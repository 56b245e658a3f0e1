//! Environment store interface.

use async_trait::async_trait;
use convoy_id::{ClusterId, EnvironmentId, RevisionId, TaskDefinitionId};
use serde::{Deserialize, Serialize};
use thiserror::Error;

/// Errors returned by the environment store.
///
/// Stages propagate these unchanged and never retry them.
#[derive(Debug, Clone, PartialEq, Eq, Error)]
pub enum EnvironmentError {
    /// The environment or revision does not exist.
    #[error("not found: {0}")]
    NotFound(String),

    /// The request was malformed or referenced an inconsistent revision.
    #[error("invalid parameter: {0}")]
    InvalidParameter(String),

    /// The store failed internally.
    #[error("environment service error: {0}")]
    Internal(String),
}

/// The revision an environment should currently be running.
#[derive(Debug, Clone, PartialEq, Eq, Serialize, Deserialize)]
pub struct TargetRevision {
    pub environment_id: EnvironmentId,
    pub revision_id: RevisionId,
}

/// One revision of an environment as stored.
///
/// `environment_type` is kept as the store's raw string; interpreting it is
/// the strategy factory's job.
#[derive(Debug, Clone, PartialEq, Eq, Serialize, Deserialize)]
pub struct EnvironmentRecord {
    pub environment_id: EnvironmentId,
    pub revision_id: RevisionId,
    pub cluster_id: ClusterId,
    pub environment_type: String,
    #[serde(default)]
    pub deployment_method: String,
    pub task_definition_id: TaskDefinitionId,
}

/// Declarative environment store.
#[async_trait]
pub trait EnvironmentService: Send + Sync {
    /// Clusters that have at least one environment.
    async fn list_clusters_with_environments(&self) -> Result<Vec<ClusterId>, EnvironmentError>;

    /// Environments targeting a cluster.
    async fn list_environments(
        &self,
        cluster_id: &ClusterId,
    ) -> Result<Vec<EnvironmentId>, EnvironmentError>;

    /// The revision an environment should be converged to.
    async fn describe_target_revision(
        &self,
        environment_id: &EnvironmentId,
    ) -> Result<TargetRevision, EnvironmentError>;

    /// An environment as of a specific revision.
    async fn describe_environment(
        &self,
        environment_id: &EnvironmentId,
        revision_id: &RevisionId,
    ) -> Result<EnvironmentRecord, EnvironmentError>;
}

---

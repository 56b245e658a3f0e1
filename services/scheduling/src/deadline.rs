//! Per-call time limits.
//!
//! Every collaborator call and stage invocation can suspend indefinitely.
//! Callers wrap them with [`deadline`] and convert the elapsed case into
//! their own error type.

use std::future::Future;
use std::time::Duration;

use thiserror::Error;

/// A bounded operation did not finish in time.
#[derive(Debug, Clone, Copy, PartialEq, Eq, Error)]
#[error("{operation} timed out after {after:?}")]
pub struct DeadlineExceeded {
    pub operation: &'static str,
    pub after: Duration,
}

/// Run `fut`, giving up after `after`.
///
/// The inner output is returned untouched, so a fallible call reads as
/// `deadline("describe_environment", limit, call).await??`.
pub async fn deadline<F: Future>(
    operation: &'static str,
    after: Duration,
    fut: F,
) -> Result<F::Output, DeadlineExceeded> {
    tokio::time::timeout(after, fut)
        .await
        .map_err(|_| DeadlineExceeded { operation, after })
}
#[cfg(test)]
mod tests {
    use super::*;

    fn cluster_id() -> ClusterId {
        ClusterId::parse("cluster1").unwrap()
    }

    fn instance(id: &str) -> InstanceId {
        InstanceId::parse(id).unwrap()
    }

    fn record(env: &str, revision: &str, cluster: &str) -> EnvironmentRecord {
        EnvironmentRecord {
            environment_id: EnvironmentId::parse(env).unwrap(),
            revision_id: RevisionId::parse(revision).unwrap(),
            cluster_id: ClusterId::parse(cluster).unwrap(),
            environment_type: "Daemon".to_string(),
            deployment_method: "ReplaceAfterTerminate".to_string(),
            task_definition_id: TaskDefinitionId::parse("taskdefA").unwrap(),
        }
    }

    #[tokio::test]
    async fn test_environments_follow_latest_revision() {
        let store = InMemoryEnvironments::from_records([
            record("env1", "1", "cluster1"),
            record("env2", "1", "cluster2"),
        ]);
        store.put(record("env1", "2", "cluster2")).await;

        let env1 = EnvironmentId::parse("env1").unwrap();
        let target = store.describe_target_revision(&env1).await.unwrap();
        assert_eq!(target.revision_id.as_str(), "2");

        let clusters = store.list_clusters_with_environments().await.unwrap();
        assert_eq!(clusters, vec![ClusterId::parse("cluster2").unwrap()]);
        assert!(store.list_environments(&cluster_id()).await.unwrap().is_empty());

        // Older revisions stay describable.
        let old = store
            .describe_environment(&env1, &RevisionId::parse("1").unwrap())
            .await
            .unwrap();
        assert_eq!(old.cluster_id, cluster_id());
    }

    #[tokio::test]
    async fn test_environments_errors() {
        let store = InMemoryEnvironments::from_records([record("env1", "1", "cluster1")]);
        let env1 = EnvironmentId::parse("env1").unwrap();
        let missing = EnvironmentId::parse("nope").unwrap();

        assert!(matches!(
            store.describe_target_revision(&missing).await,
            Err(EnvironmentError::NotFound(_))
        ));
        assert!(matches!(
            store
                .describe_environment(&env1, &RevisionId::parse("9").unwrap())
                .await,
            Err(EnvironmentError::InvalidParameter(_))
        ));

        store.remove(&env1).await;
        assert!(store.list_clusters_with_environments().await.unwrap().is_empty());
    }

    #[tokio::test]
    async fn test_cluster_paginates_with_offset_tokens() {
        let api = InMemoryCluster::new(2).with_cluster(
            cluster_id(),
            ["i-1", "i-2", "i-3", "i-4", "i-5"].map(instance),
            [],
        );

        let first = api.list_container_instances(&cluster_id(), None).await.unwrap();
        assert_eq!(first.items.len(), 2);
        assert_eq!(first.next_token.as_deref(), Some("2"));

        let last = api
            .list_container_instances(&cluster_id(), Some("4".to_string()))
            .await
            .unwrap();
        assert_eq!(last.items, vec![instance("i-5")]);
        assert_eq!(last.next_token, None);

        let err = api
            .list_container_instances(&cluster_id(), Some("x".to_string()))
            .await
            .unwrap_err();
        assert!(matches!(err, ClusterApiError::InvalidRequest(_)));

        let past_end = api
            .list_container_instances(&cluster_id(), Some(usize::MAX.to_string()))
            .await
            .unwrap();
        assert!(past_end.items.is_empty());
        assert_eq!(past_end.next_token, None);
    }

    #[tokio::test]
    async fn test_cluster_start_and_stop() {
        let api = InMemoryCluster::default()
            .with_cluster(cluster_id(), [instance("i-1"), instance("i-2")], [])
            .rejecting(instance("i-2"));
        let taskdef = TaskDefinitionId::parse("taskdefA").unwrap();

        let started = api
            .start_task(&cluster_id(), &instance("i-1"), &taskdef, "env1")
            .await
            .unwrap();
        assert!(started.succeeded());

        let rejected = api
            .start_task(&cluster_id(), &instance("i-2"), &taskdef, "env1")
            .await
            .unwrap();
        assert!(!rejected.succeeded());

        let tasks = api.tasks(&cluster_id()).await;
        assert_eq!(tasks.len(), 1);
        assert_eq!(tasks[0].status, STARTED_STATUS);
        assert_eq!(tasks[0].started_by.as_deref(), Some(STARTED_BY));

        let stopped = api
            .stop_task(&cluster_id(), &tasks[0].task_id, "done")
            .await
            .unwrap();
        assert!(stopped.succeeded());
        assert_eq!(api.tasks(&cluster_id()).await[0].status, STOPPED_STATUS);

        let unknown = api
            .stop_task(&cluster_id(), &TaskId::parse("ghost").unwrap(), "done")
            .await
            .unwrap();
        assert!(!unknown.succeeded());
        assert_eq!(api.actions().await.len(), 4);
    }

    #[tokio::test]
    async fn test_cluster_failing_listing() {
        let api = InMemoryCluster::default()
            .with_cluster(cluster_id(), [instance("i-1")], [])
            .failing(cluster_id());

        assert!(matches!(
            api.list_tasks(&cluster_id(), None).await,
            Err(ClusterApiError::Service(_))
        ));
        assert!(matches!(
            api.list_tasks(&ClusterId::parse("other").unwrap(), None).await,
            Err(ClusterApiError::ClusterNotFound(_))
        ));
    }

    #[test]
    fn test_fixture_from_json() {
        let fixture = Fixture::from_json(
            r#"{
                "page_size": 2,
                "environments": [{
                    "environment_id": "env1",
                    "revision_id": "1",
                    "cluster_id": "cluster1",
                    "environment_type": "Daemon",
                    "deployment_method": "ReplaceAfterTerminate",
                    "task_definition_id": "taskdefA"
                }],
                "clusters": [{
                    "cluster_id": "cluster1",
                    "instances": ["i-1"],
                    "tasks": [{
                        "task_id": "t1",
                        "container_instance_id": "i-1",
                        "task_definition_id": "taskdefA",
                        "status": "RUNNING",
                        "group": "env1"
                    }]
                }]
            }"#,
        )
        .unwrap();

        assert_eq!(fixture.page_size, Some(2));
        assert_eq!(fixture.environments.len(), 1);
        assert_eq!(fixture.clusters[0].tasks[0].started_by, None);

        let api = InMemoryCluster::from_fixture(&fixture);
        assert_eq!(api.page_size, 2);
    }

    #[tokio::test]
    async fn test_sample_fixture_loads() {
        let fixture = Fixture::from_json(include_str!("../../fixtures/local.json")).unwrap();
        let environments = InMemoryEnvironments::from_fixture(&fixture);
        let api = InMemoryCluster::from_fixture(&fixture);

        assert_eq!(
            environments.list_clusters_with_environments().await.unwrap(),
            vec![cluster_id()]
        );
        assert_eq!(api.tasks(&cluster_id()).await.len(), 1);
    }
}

**Prompt**
Only the lines that contain the word "ReplaceAfterTerminate" should be copied from the material.

**Problem solution**
            deployment_method: "ReplaceAfterTerminate".to_string(),
                    "deployment_method": "ReplaceAfterTerminate",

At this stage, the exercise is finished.